Спиридон, по самому высокому счету, представлял собою явление феноменальное, выходящее из ряда вон. Настоящий кристалл среди простых камней. Одного происхождения тема встречалась где-то в разных участках песни и раз, и два, и три; в каждом случае с блестящим мастерством переработанная, с филигранной точностью поставленная на нужное место и поданная с замечательными легкостью и изяществом.
«Филипп, филли, Филипп», - ставил он где-то уже знакомое нам; «Кулик, кулик, кулик – кулик, кулик …» на зависть лучшей куликовой птичке в другом месте; «Свили, свили, свили …» - в третьем и затем еще раз, но сменив ударение, почти как коршун «Свилли, свилли, свилли…». Тема «СПИРИДОН» сочеталась у него с бесподобным «ДОН», употребляемых часто на разных отрезках песни и в разных сочетаниях: он очень любил эту тему…
Случалось, Спиридон, как бы забавляясь в остроумии, позволял себе шутки сногсшибательные. Пребывая якобы в меланхолии, дрозд вдруг в точности копировал коростеля и, сделав значительную паузу, оглядывался по сторонам, посматривая одним глазом вниз ко мне, вроде бы спрашивая о произведенном впечатлении.

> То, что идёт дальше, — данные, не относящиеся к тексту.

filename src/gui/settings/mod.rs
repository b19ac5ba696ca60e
pub mod data;
pub mod modal;

pub use data::SettingsData;
pub use modal::SettingsModal;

И смех, и слезы выступали на глазах, и. признаюсь, хотелось потянуть время, прежде, чем забрать птицу из лесу…
И черныш, и перевозчик, м бекас, и веретенник, кроншнеп, обязательный для хорошего дрозда, чирки, кряква, плач желны и даже «хорканье» вальдшнепа, «бой» перепела и «ва-ва», когда вабит он, - чего только не умел этот потрясающий дрозд. Но что особенно замечательно, в нарушение всех принятых норм для певчего дрозда, чрезвычайно велико было участие в песне настоящих «имитонов» (копировок), чуть-чуть подчищенных, но безукоризненно узнаваемых. Замечу, кстати, в накриках ястреба, лишь слегка структурно подправленных, но вполне соответствующих оригиналу, равно, как и в криках канюка, Спиридон заметно и, мне казалось, не случайно, а как бы с опаской снижал громкость «позывов».
Быть может, в самом деле, природой наложен запрет на дрозда, учитывая силу голоса и членораздельность «речи» его в части буквальных имитаций, дабы не вносить в хорошо организованное в акустическом отношении разноплеменное сообщество элементов дезинформации, тем более, что дразнить таких «гусей», как ястреб и другие пернатые хищники, небезопасно.

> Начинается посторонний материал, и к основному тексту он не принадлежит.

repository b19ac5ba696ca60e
use std::{
    sync::{
        mpsc,
        Arc,
    },
    thread,
    time::Duration,
};

use tokio::runtime::Runtime;

use super::TaskResult;
use crate::core::{
    capture::ReadTicket,
    http,
    image,
    BookDraft,
    LibrisError,
};

/// Runs slow work off the UI thread and hands results back through a channel
/// that the UI drains once per frame.
pub struct TaskManager {
    runtime: Arc<Runtime>,
    receiver: mpsc::Receiver<TaskResult>,
    sender: mpsc::Sender<TaskResult>,
}

impl TaskManager {
    pub fn new() -> Result<Self, LibrisError> {
        let runtime = Arc::new(Runtime::new()?);

        let (sender, receiver) = mpsc::channel();

        Ok(Self { runtime, receiver, sender })
    }

    pub fn poll_results(&mut self) -> Vec<TaskResult> {
        let mut results = Vec::new();

        while let Ok(result) = self.receiver.try_recv() {
            results.push(result);
        }

        results
    }

    fn task_context(&self) -> (mpsc::Sender<TaskResult>, Arc<Runtime>) {
        (self.sender.clone(), self.runtime.clone())
    }

    pub fn read_image(&self, ticket: ReadTicket) {
        let (sender, runtime) = self.task_context();

        thread::spawn(move || {
            let result = runtime
                .block_on(async { image::read_encoded(&ticket.path).await })
                .map_err(|e| e.to_string());

            let _ = sender.send(TaskResult::ImageRead { generation: ticket.generation, result });
        });
    }

    pub fn create_book(&self, base_url: String, timeout: Duration, draft: BookDraft) {
        let (sender, runtime) = self.task_context();

        thread::spawn(move || {
            let result = runtime.block_on(async {
                let client = http::http_client(timeout)?;
                http::create_book(&client, &base_url, &draft).await
            });

            let _ = sender.send(TaskResult::BookCreated(result.map_err(|e| e.to_string())));
        });
    }

    pub fn load_progress(&self, base_url: String, timeout: Duration) {
        let (sender, runtime) = self.task_context();

        thread::spawn(move || {
            let result = runtime.block_on(async {
                let client = http::http_client(timeout)?;
                http::fetch_progress(&client, &base_url).await
            });

            let _ = sender.send(TaskResult::ProgressLoaded(result.map_err(|e| e.to_string())));
        });
    }
}
pub mod core;
pub mod gui;
pub mod persistence;

pub use crate::core::{
    BookDraft,
    BookForm,
    Category,
    LibrisError,
    ReadingProgressEntry,
};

Произвольно производя замены по ходу песни, Спиридон, обязательно там, где это требовалось по смыслу, вносил и соответствующие поправки в число повторов переставленного слова. И делал это без ошибок; музыкальное чутье не подводило птицу. Не берусь даже приблизительно назвать число слов (колен) в репертуаре его, да это и невозможно, так как песня певчего дрозда, тем более, столь уникального, есть непрерывный процесс творчества.Многие поклонники птичьих песен знают наверняка, как птица средняя или даже крикливая, вдруг сбавит иногда тон, изменит темп, и песня идет намного лучше. Спиридон прожил в моем доме восемнадцать лет, птица много и охотно пела, но не было случая…, чтобы он унизил свое мастерство акустической грубостью и закричал не по месту громче, чем следовало бы. Так же пел он и в природе в первые дни нашего знакомства, то была именно манера, манера сдержанной страсти и особенной чуткости и деликатности по отношению к песне и слушателю. Тем он и подкупал нас всех: и меня, и соплеменников. Да, это был величайший артист.

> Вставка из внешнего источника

use std::{
    path::PathBuf,
    sync::Arc,
};

use tracing::{
    debug,
    warn,
};

use crate::core::image::EncodedImage;

/// A read the caller should perform for the capture.
#[derive(Debug, Clone, PartialEq, Eq)]
pub struct ReadTicket {
    pub generation: u64,
    pub path: PathBuf,
}

/// Decoded bytes ready for display, keyed by a URI unique to the read that
/// produced them so the image loader never serves a stale texture.
#[derive(Debug, Clone)]
pub struct ImagePreview {
    pub uri: String,
    pub mime: String,
    pub bytes: Arc<[u8]>,
}

#[derive(Debug, Clone)]
struct ReadyImage {
    image: EncodedImage,
    preview: ImagePreview,
}

#[derive(Debug, Clone, Default)]
enum CaptureState {
    #[default]
    Empty,
    Pending {
        path: PathBuf,
        // restored if the read fails
        previous: Option<ReadyImage>,
    },
    Ready(ReadyImage),
}

/// What a finished read did to the capture.
#[derive(Debug, Clone, PartialEq, Eq)]
pub enum ReadOutcome {
    Applied(EncodedImage),
    Failed,
    Stale,
}

/// Tracks the single image picked for a draft.
///
/// Every selection and every clear bumps the generation. A finished read is
/// only applied when it carries the current generation, so clearing or
/// re-selecting while a read is in flight can never be undone by the late
/// result.
#[derive(Debug, Default)]
pub struct ImageCapture {
    generation: u64,
    state: CaptureState,
    // preview URIs no longer shown, waiting to be evicted from the loader
    released: Vec<String>,
}

impl ImageCapture {
    pub fn new() -> Self {
        Self::default()
    }

    /// Starts a read for the first of `paths`. Nothing changes when no path was
    /// picked. Any current preview is hidden until the read finishes.
    pub fn select<I>(&mut self, paths: I) -> Option<ReadTicket>
    where
        I: IntoIterator<Item = PathBuf>,
    {
        let path = paths.into_iter().next()?;

        self.generation += 1;
        let previous = match std::mem::take(&mut self.state) {
            CaptureState::Ready(ready) => Some(ready),
            CaptureState::Pending { previous, .. } => previous,
            CaptureState::Empty => None,
        };
        self.state = CaptureState::Pending { path: path.clone(), previous };

        Some(ReadTicket { generation: self.generation, path })
    }

    pub fn finish<E: std::fmt::Display>(
        &mut self,
        generation: u64,
        result: Result<EncodedImage, E>,
    ) -> ReadOutcome {
        if generation != self.generation || !self.is_pending() {
            debug!("Ignoring image read {} (active read is {})", generation, self.generation);
            return ReadOutcome::Stale;
        }

        let decoded = result.map_err(|e| e.to_string()).and_then(|image| {
            image.decode().map(|(mime, bytes)| (image, mime, bytes)).map_err(|e| e.to_string())
        });

        match decoded {
            Ok((image, mime, bytes)) => {
                let preview = ImagePreview {
                    uri: format!("bytes://draft-image-{}", generation),
                    mime,
                    bytes: Arc::from(bytes),
                };
                let superseded = std::mem::replace(
                    &mut self.state,
                    CaptureState::Ready(ReadyImage { image: image.clone(), preview }),
                );
                self.release(superseded);
                ReadOutcome::Applied(image)
            }
            Err(e) => {
                if let CaptureState::Pending { path, previous } = std::mem::take(&mut self.state) {
                    warn!("Failed to read image {}: {}", path.display(), e);
                    self.state = previous.map(CaptureState::Ready).unwrap_or_default();
                }
                ReadOutcome::Failed
            }
        }
    }

    /// Drops the preview and any in-flight read.
    pub fn clear(&mut self) {
        self.generation += 1;
        let dropped = std::mem::take(&mut self.state);
        self.release(dropped);
    }

    fn release(&mut self, state: CaptureState) {
        let ready = match state {
            CaptureState::Ready(ready) => Some(ready),
            CaptureState::Pending { previous, .. } => previous,
            CaptureState::Empty => None,
        };
        if let Some(ready) = ready {
            self.released.push(ready.preview.uri);
        }
    }

    /// Preview URIs that were replaced or cleared since the last call. The UI
    /// forgets them so the image loader does not keep their textures alive.
    pub fn take_released(&mut self) -> Vec<String> {
        std::mem::take(&mut self.released)
    }

    pub fn is_pending(&self) -> bool {
        matches!(self.state, CaptureState::Pending { .. })
    }

    pub fn preview(&self) -> Option<&ImagePreview> {
        match &self.state {
            CaptureState::Ready(ready) => Some(&ready.preview),
            _ => None,
        }
    }

    pub fn image(&self) -> Option<&EncodedImage> {
        match &self.state {
            CaptureState::Ready(ready) => Some(&ready.image),
            _ => None,
        }
    }
}
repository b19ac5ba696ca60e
use eframe::egui;
use rfd::FileDialog;

use crate::{
    core::{
        capture::ReadTicket,
        image::IMAGE_EXTENSIONS,
        BookForm,
        Category,
        DraftField,
        SubmitOutcome,
    },
    gui::theme::Theme,
};

const GRID_HORIZONTAL_SPACING: f32 = 10.0;
const GRID_VERTICAL_SPACING: f32 = 6.0;
const PREVIEW_SIZE: egui::Vec2 = egui::Vec2::new(160.0, 220.0);

pub enum FormEvent {
    /// The user picked an image; the caller runs the read.
    ReadImage(ReadTicket),
    Submitted,
}

pub struct BookFormWidget;

impl BookFormWidget {
    pub fn show(ui: &mut egui::Ui, form: &mut BookForm, theme: &Theme) -> Option<FormEvent> {
        let mut event = None;

        ui.label(theme.heading(ui.ctx(), "Add a Book"));
        ui.add_space(6.0);

        egui::Grid::new("book_form_grid")
            .num_columns(2)
            .spacing([GRID_HORIZONTAL_SPACING, GRID_VERTICAL_SPACING])
            .show(ui, |ui| {
                required_label(ui, theme, DraftField::Title);
                text_field(ui, form, DraftField::Title, false);
                ui.end_row();

                required_label(ui, theme, DraftField::Author);
                text_field(ui, form, DraftField::Author, false);
                ui.end_row();

                required_label(ui, theme, DraftField::Synopsis);
                text_field(ui, form, DraftField::Synopsis, true);
                ui.end_row();

                ui.label("Category:");
                ui.horizontal(|ui| {
                    let mut category = form.draft().category;
                    for option in Category::ALL {
                        ui.radio_value(&mut category, option, option.label());
                    }
                    if category != form.draft().category {
                        form.set_category(category);
                    }
                });
                ui.end_row();

                ui.label("Cover image:");
                if let Some(ticket) = image_picker(ui, form, theme) {
                    event = Some(FormEvent::ReadImage(ticket));
                }
                ui.end_row();
            });

        ui.add_space(10.0);

        let missing = form.missing_fields();
        ui.horizontal(|ui| {
            let submit = ui.add_enabled(missing.is_empty(), egui::Button::new("Add Book"));
            if submit.clicked() && form.submit() == SubmitOutcome::Submitted {
                event = Some(FormEvent::Submitted);
            }

            if !missing.is_empty() {
                let names: Vec<_> = missing.iter().map(|field| field.label()).collect();
                ui.label(theme.muted(ui.ctx(), &format!("Required: {}", names.join(", "))));
            }
        });

        for uri in form.take_released_previews() {
            ui.ctx().forget_image(&uri);
        }

        event
    }
}

fn required_label(ui: &mut egui::Ui, theme: &Theme, field: DraftField) {
    ui.horizontal(|ui| {
        ui.spacing_mut().item_spacing.x = 2.0;
        ui.label(format!("{}:", field.label()));
        ui.colored_label(theme.required(ui.ctx()), "*");
    });
}

fn text_field(ui: &mut egui::Ui, form: &mut BookForm, field: DraftField, multiline: bool) {
    let mut value = form.draft().field(field).to_string();

    let editor = if multiline {
        egui::TextEdit::multiline(&mut value).desired_rows(4)
    } else {
        egui::TextEdit::singleline(&mut value)
    };

    if ui.add(editor.desired_width(320.0)).changed() {
        form.edit(field, value);
    }
}

fn image_picker(ui: &mut egui::Ui, form: &mut BookForm, theme: &Theme) -> Option<ReadTicket> {
    let mut ticket = None;

    ui.vertical(|ui| {
        ui.horizontal(|ui| {
            if ui.button("Choose Image…").clicked() {
                let picked = FileDialog::new().add_filter("Images", IMAGE_EXTENSIONS).pick_file();
                ticket = form.select_image(picked);
            }

            let has_image = form.image_preview().is_some() || form.image_pending();
            if has_image && ui.button("Remove Image").clicked() {
                form.clear_image();
            }
        });

        if form.image_pending() {
            ui.horizontal(|ui| {
                ui.add(egui::Spinner::new());
                ui.label(theme.muted(ui.ctx(), "Reading image…"));
            });
        } else if let Some(preview) = form.image_preview() {
            ui.add(
                egui::Image::from_bytes(
                    preview.uri.clone(),
                    egui::load::Bytes::Shared(preview.bytes.clone()),
                )
                .max_size(PREVIEW_SIZE)
                .corner_radius(4.0),
            );
        }
    });

    ticket
}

Спиридону повезло – его не съели ни ястреб, ни итальянец, ни француз, а «новых русских» тогда на свете не было. Он сделал себя сам, талантом своим, и прожил три жизни: в природе, в доме моем и в сердце; кто знает, может проживет и четвертую – в этих записках."
Н. Немнонов.
Саша из Запорожья, спасибо за понимание!
И еще про план. У всех классных вольных певцов, помимо основной песни, есть так называемая "подпесня". Это именно то, что Немнонов называет "побаловками", пением вполголоса. И их роль очень важна в общении птиц. Кроме того, песня меняется в зависимости от времени дня и уж совсем кардинально, в зависимости от времени года. Осенняя песня весьма отличается от весенней.